# What you have to do:
Using the records provided below, locate and copy each line that contains the word "keeps".

···

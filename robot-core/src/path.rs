//! Trail of visited positions.

use crate::Position;

/// Point capacity of the fixed store used without `std`.
pub const EMBEDDED_PATH_CAPACITY: usize = 256;

/// Smallest cap for which decimation still frees space.
pub const MIN_PATH_CAP: usize = 3;

#[cfg(feature = "std")]
type Store = std::vec::Vec<Position>;

#[cfg(not(feature = "std"))]
type Store = heapless::Vec<Position, EMBEDDED_PATH_CAPACITY>;

/// Append-only history of agent positions.
///
/// The first point is always the start position. Uncapped by default under
/// `std`; with a cap, a full store drops every other interior point before
/// accepting the next one, so the trail keeps its shape at half resolution.
#[derive(Debug, Clone)]
pub struct PathRecorder {
    points: Store,
    cap: Option<usize>,
    total: usize,
}

impl PathRecorder {
    pub fn new(start: Position) -> Self {
        #[cfg(feature = "std")]
        let cap = None;
        #[cfg(not(feature = "std"))]
        let cap = Some(EMBEDDED_PATH_CAPACITY);

        let mut recorder = Self {
            points: Store::new(),
            cap,
            total: 0,
        };
        recorder.push(start);
        recorder
    }

    pub fn with_cap(start: Position, cap: usize) -> Self {
        let cap = cap.max(MIN_PATH_CAP);
        #[cfg(not(feature = "std"))]
        let cap = cap.min(EMBEDDED_PATH_CAPACITY);

        let mut recorder = Self::new(start);
        recorder.cap = Some(cap);
        recorder
    }

    /// Appends one accepted step.
    pub fn record(&mut self, position: Position) {
        if let Some(cap) = self.cap {
            if self.points.len() >= cap {
                self.decimate();
            }
        }
        self.push(position);
    }

    fn push(&mut self, position: Position) {
        #[cfg(feature = "std")]
        self.points.push(position);
        #[cfg(not(feature = "std"))]
        let _ = self.points.push(position);

        self.total += 1;
    }

    fn decimate(&mut self) {
        let last = self.points.len() - 1;
        let mut index = 0;
        self.points.retain(|_| {
            let keep = index == 0 || index == last || index % 2 == 0;
            index += 1;
            keep
        });
    }

    pub fn points(&self) -> &[Position] {
        &self.points
    }

    pub fn len(&self) -> usize {
        self.points.len()
    }

    /// Always false, the start position is recorded on creation.
    pub fn is_empty(&self) -> bool {
        self.points.is_empty()
    }

    pub fn first(&self) -> Option<&Position> {
        self.points.first()
    }

    pub fn last(&self) -> Option<&Position> {
        self.points.last()
    }

    pub fn cap(&self) -> Option<usize> {
        self.cap
    }

    /// Every point ever recorded, including the start and any decimated ones.
    pub fn total_recorded(&self) -> usize {
        self.total
    }
}
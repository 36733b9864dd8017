//! The HTTP client.

use std::future::Future;
use std::sync::Arc;

use serde::de::DeserializeOwned;
use tokio_util::sync::CancellationToken;

use crate::api::ChatApi;
use crate::config::ClientConfig;
use crate::decode::{ChatStream, decode_chat_stream, decode_inbound};
use crate::error::{Error, Result};
use crate::headers::HeaderSet;
use crate::request::OutboundRequest;
use crate::transport::{CompletionMode, Transport};
use crate::types::{
    ChatRequest, ChatResponse, EmbedRequest, EmbedResponse, ListModelsResponse, ModelInfo,
    ServerVersion, VersionResponse, WireRequest,
};

/// Chat endpoint, relative to the base endpoint.
pub const CHAT_PATH: &str = "api/chat";
/// Embedding endpoint.
pub const EMBED_PATH: &str = "api/embed";
/// Version endpoint.
pub const VERSION_PATH: &str = "api/version";
/// Installed-models endpoint.
pub const TAGS_PATH: &str = "api/tags";

/// Client for an Ollama-style server.
///
/// Cloning is cheap and clones share the connection pool. The configuration
/// and default headers are frozen at construction, so concurrent calls never
/// observe each other's per-request headers.
///
/// ```no_run
/// use ollama_wire::{ChatApi, ChatRequest, ClientConfig, OllamaClient};
///
/// # async fn run() -> ollama_wire::Result<()> {
/// let client = OllamaClient::new(ClientConfig::new("http://localhost:11434")?.model("llama3"))?;
/// let reply = client.chat(ChatRequest::user("Why is the sky blue?")).await?;
/// println!("{}", reply.message.content);
/// # Ok(())
/// # }
/// ```
#[derive(Debug, Clone)]
pub struct OllamaClient {
    config: Arc<ClientConfig>,
    defaults: Arc<HeaderSet>,
    transport: Transport,
}

impl OllamaClient {
    /// Create a client with its own HTTP connection pool.
    pub fn new(config: ClientConfig) -> Result<Self> {
        let mut builder = reqwest::Client::builder();
        if let Some(timeout) = config.request_timeout() {
            builder = builder.timeout(timeout);
        }
        let http = builder
            .build()
            .map_err(|e| Error::Configuration(format!("cannot build HTTP client: {e}")))?;
        Ok(Self::with_http_client(config, http))
    }

    /// Create a client on top of an existing HTTP client.
    ///
    /// The configured timeout is ignored; `http` keeps its own settings.
    pub fn with_http_client(config: ClientConfig, http: reqwest::Client) -> Self {
        let defaults = config.effective_headers();
        Self {
            config: Arc::new(config),
            defaults: Arc::new(defaults),
            transport: Transport::new(http),
        }
    }

    /// Create a client from `OLLAMA_HOST` / `OLLAMA_MODEL`.
    pub fn from_env() -> Result<Self> {
        Self::new(ClientConfig::from_env()?)
    }

    /// The frozen configuration.
    pub fn config(&self) -> &ClientConfig {
        &self.config
    }

    /// `GET /api/tags`: models installed on the server.
    pub async fn list_models(&self) -> Result<Vec<ModelInfo>> {
        let response: ListModelsResponse = self.get(TAGS_PATH, "model list").await?;
        Ok(response.models)
    }

    fn resolve_model(&self, model: &mut String) {
        if model.trim().is_empty() {
            *model = self.config.default_model().to_string();
        }
    }

    async fn post<R, T>(&self, path: &str, request: &R, context: &'static str) -> Result<T>
    where
        R: WireRequest + Sync,
        T: DeserializeOwned,
    {
        let outbound = OutboundRequest::post(&self.config, &self.defaults, path, request)?;
        let inbound = self.transport.send(outbound, CompletionMode::Buffered).await?;
        decode_inbound(inbound, context).await
    }

    async fn get<T: DeserializeOwned>(&self, path: &str, context: &'static str) -> Result<T> {
        let outbound = OutboundRequest::get(&self.config, &self.defaults, path)?;
        let inbound = self.transport.send(outbound, CompletionMode::Buffered).await?;
        decode_inbound(inbound, context).await
    }
}

impl ChatApi for OllamaClient {
    fn chat(&self, mut request: ChatRequest) -> impl Future<Output = Result<ChatResponse>> + Send {
        async move {
            self.resolve_model(&mut request.model);
            request.stream = false;
            tracing::debug!(model = %request.model, messages = request.messages.len(), "chat request");
            self.post(CHAT_PATH, &request, "chat response").await
        }
    }

    fn chat_stream(
        &self,
        mut request: ChatRequest,
        cancel: CancellationToken,
    ) -> impl Future<Output = Result<ChatStream>> + Send {
        async move {
            self.resolve_model(&mut request.model);
            request.stream = true;
            tracing::debug!(model = %request.model, messages = request.messages.len(), "streaming chat request");

            let outbound = OutboundRequest::post(&self.config, &self.defaults, CHAT_PATH, &request)?;
            let inbound = self.transport.send(outbound, CompletionMode::Streaming).await?;
            Ok(decode_chat_stream(inbound, cancel))
        }
    }

    fn embed(&self, mut request: EmbedRequest) -> impl Future<Output = Result<EmbedResponse>> + Send {
        async move {
            self.resolve_model(&mut request.model);
            tracing::debug!(model = %request.model, inputs = request.input.len(), "embed request");
            self.post(EMBED_PATH, &request, "embed response").await
        }
    }

    fn version(&self) -> impl Future<Output = Result<ServerVersion>> + Send {
        async move {
            let response: VersionResponse = self.get(VERSION_PATH, "version response").await?;
            response.version.parse()
        }
    }
}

···

# Output:
/// accepting the next one, so the trail keeps its shape at half resolution.
    /// The configured timeout is ignored; `http` keeps its own settings.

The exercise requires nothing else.